Debug system which should produce phosphorylation rule

Now that I can pretty-print my z3 models, I see that the following Syndra predicate:

ModelHasRule(lambda r: And(
        PregraphHas(r, kinase.labeled(active)),
        PregraphHas(r, substrate),
        PostgraphHas(r, kinase.labeled(active)),
        PostgraphHas(r, substrate.labeled(phosphate)),
)).get_python_model()

produces the following model:

[Rule({kinase-(active, phosphate) with links to kinase} -> {kinase-(active, phosphate) with links to kinase})]

This is in error; the substrate does not become phosphorylated. (Maybe it's incorrectly merging substrate and kinase into the same agent?) Fix this.

Change Node to be an enum

This should help with the Occam's Razor bug.

Subtasks (woah, these checkboxes show up on the issue page!):

Modify predicate.py: simplify API, move extra stuff to solver.py
Move pythonize.py to solver.py
Move datatypes.py to solver.py
Make it so that solver.py keeps track of the nodes that should be in the enum, and calls predicate's get_predicate method with that enum provided
Modify structure.py to use the enum
Modify predicate.py to pass the enum down to predicate.py
Modify pythonize.py (now in solver) to be compatible with the enum
Try adding in the edge assertions again, now that everything's been cleaned up

Additional macros (policies)

A phosphorylates B
phosphorylated B is active
A activates B

Causality demo with Walter's example

Given the context from Walter's example (HRAS-MEK-ERK pathway + HRAS is not a kinase), create a demo that is able to infer both (a) that a causal gap with an unboxed statement exists, and (b) that there are a few ways to close the causal gap:

MEK1P phosphorylates SAF1, or
ERK1P phosphorylates SAF1, or
RAF, when bound to HRAS-GTP, phosphorylates SAF1

The goal here is that we can take in a whole pile of statements, have Syndra automatically unbox some of them using the info we get from other statements, and then at the end tell the user if there are any loose ends – unboxed statements still unboxed – remaining.

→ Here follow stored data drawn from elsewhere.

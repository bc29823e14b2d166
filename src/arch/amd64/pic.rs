// Copyright 2025 The Cinder Authors
//
// Use of this source code is governed by a MIT-style
// license that can be found in the LICENSE file or at
// https://opensource.org/licenses/MIT

//! Legacy 8259 PIC pair
//!
//! Remapped so that IRQ 0..15 land on vectors 32..47, clear of the CPU
//! exception vectors.

use x86_64::instructions::port::Port;

const PIC1_COMMAND: u16 = 0x20;
const PIC1_DATA: u16 = 0x21;
const PIC2_COMMAND: u16 = 0xA0;
const PIC2_DATA: u16 = 0xA1;

/// First vector of the master PIC
pub const PIC1_OFFSET: u8 = 0x20;
/// First vector of the slave PIC
pub const PIC2_OFFSET: u8 = 0x28;

/// IRQ line of the PIT
pub const TIMER_IRQ: u8 = 0;
/// Vector the timer interrupt is delivered on
pub const TIMER_VECTOR: u8 = PIC1_OFFSET + TIMER_IRQ;

const ICW1_INIT: u8 = 0x11;
const ICW4_8086: u8 = 0x01;
const EOI: u8 = 0x20;

/// Remap both PICs and unmask only the timer
///
/// # Safety
///
/// Performs port I/O; call once during boot with interrupts disabled.
pub unsafe fn init() {
    let mut cmd1 = Port::<u8>::new(PIC1_COMMAND);
    let mut cmd2 = Port::<u8>::new(PIC2_COMMAND);
    let mut data1 = Port::<u8>::new(PIC1_DATA);
    let mut data2 = Port::<u8>::new(PIC2_DATA);

    cmd1.write(ICW1_INIT);
    cmd2.write(ICW1_INIT);
    data1.write(PIC1_OFFSET);
    data2.write(PIC2_OFFSET);
    // Slave on IRQ2 of the master
    data1.write(1 << 2);
    data2.write(2);
    data1.write(ICW4_8086);
    data2.write(ICW4_8086);

    data1.write(!(1 << TIMER_IRQ));
    data2.write(0xFF);
}

/// Acknowledge `irq`
///
/// # Safety
///
/// Performs port I/O; only call from the handler of `irq`.
pub unsafe fn end_of_interrupt(irq: u8) {
    if irq >= 8 {
        Port::<u8>::new(PIC2_COMMAND).write(EOI);
    }
    Port::<u8>::new(PIC1_COMMAND).write(EOI);
}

Example workflow for using Syndra

Prove theorem about only needing a bounded-horizon to find nonlocal causal relationships

e.g. if A activates B via a series of steps, prove that we only have to look at finitely many steps (since there are only finitely many rules) in order to show the deduction.

Re-check atomic_predicate.py

Do the atomic predicates still work now that sets of nodes and sets of edges are implemented as arrays, not functions?

Fix importing of INDRA dependencies

This has actually been a problem for a while, but it's more annoying now. I need to figure out the intended way to import INDRA. Fixing this may involve making a pull request to INDRA.

I cannot do something like this:

from indra.indra import trips

because the first indra is not a module (it lacks an __init__.py). Even supposing that I fix that, I run into issues where stuff in INDRA assumes that we'll be doing imports a la import indra.whatever, which breaks things when I'm instead doing indra.indra.whatever.

It would be nice if I could simply fix this by using the inner indra subfolder of the outer indra folder as my module, but I can't do that because the inner indra has dependencies on the folder data, which is in the outer indra folder. This feels like an abstraction violation, so I'll see if I can fix it.

Also to consider: looking into whether indra is pip-installable; then we could get rid of the submodule altogether.